Alice Cogswell and Anne Sullivan Macy Act

Named for the first deaf student to be formally educated in the U.S. and for Helen Keller’s beloved teacher, respectively, the Alice Cogswell and Anne Sullivan Macy Act will strengthen the Individuals with Disabilities Education Act to improve results for deaf, hard of hearing, blind, visually impaired, and deaf-blind children, including those with additional disabilities. Among other things, this Act will:

  • Require states to identify, locate, and evaluate children who are deaf, hard of hearing, blind, visually impaired, or deaf-blind regardless of formal disability category or classification so that all of these students, including those with additional disabilities, are counted and properly served.
  • Expand knowledge about the scope and quality of special education and related services provided to students who are deaf, hard of hearing, blind, visually impaired, or deaf-blind through refined data collection that tracks these students, regardless of formal disability category or classification.
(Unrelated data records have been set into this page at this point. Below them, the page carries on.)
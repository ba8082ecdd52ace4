// SPDX-License-Identifier: Apache-2.0
// Copyright (c) 2025 Au-Zone Technologies. All Rights Reserved.

//! Coordinate frame names and the sensor's static transforms.

use crate::ouster::SensorMetadata;
use nalgebra::{Matrix3, Matrix4, Rotation3, UnitQuaternion};

/// Millimeters to meters for transform translations.
const MM_TO_M: f64 = 0.001;

/// Frame identifiers for one sensor.
#[derive(Clone, Debug, PartialEq, Eq)]
pub struct FrameNames {
    /// Point clouds are published in this frame.
    pub sensor: String,
    pub imu: String,
    pub lidar: String,
}

impl FrameNames {
    pub fn new(prefix: &str) -> Self {
        let prefix = normalize_prefix(prefix);
        Self {
            sensor: format!("{}os_sensor", prefix),
            imu: format!("{}os_imu", prefix),
            lidar: format!("{}os_lidar", prefix),
        }
    }
}

impl Default for FrameNames {
    fn default() -> Self {
        Self::new("")
    }
}

/// Append a `/` to a non-empty prefix that lacks one.
pub fn normalize_prefix(prefix: &str) -> String {
    if prefix.is_empty() || prefix.ends_with('/') {
        prefix.to_string()
    } else {
        format!("{}/", prefix)
    }
}

/// A rigid transform between two named frames.
#[derive(Clone, Debug, PartialEq)]
pub struct StaticTransform {
    pub parent: String,
    pub child: String,
    /// Meters.
    pub translation: [f64; 3],
    /// Quaternion as `[x, y, z, w]`.
    pub rotation: [f64; 4],
}

impl StaticTransform {
    /// Build from a 4×4 homogeneous transform with translation in
    /// millimeters.
    pub fn from_matrix(parent: &str, child: &str, matrix: &Matrix4<f64>) -> Self {
        let (translation, rotation) = decompose(matrix);
        Self {
            parent: parent.to_string(),
            child: child.to_string(),
            translation,
            rotation,
        }
    }
}

/// Split a 4×4 transform into a translation in meters and an `[x, y, z, w]`
/// quaternion.
pub fn decompose(matrix: &Matrix4<f64>) -> ([f64; 3], [f64; 4]) {
    let rotation: Matrix3<f64> = matrix.fixed_view::<3, 3>(0, 0).into_owned();
    let rotation = Rotation3::from_matrix_unchecked(rotation);
    let q = UnitQuaternion::from_rotation_matrix(&rotation);

    (
        [
            matrix[(0, 3)] * MM_TO_M,
            matrix[(1, 3)] * MM_TO_M,
            matrix[(2, 3)] * MM_TO_M,
        ],
        [q.i, q.j, q.k, q.w],
    )
}

/// The sensor → imu and sensor → lidar transforms announced at startup.
pub fn static_transforms(metadata: &SensorMetadata, frames: &FrameNames) -> [StaticTransform; 2] {
    [
        StaticTransform::from_matrix(&frames.sensor, &frames.imu, &metadata.imu_to_sensor_transform),
        StaticTransform::from_matrix(
            &frames.sensor,
            &frames.lidar,
            &metadata.lidar_to_sensor_transform,
        ),
    ]
}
  • Expect states to conduct strategic planning, and commit such planning to writing, to guarantee that all deaf, hard of hearing, blind, visually impaired, and deaf-blind students within each state receive all specialized instruction and services needed, provided by properly trained personnel.
  • Enhance existing “special factors” provisions to ensure that they provide for: deaf and hard of hearing children’s language and communication needs and other unique learning needs; blind and visually impaired children’s needs related to the Expanded Core Curriculum, the body of services which teachers of students with visual impairments and related professions are expertly trained to provide; deaf-blind students’ need for language, communication, access to environmental and educational information needed for learning and interaction, and other needs.
  • Ramp up U.S. Department of Education responsibilities to monitor and report on states’ compliance with their obligations with respect to instruction and services specifically provided to students who are deaf, hard of hearing, blind, visually impaired, or deaf-blind.
  • Assist parents and educators of students who are deaf, hard of hearing, blind, visually impaired, or deaf-blind through regular and up-to-date written policy guidance from the U.S. Department of Education.
  • Improve educational outcomes for students who are deaf-blind by updating relevant terminology, including intervener services as a related service, and ensuring the availability of trained and qualified personnel.
  • Establish a national collaborative organizational resource, the Anne Sullivan Macy Center on Vision Loss and Educational Excellence, to proliferate evidence-based practices in the education of students with vision loss, to keep special educators current with the latest instructional methods, and to supplement state and local educational agency provision of the instruction and services of the Expanded Core Curriculum.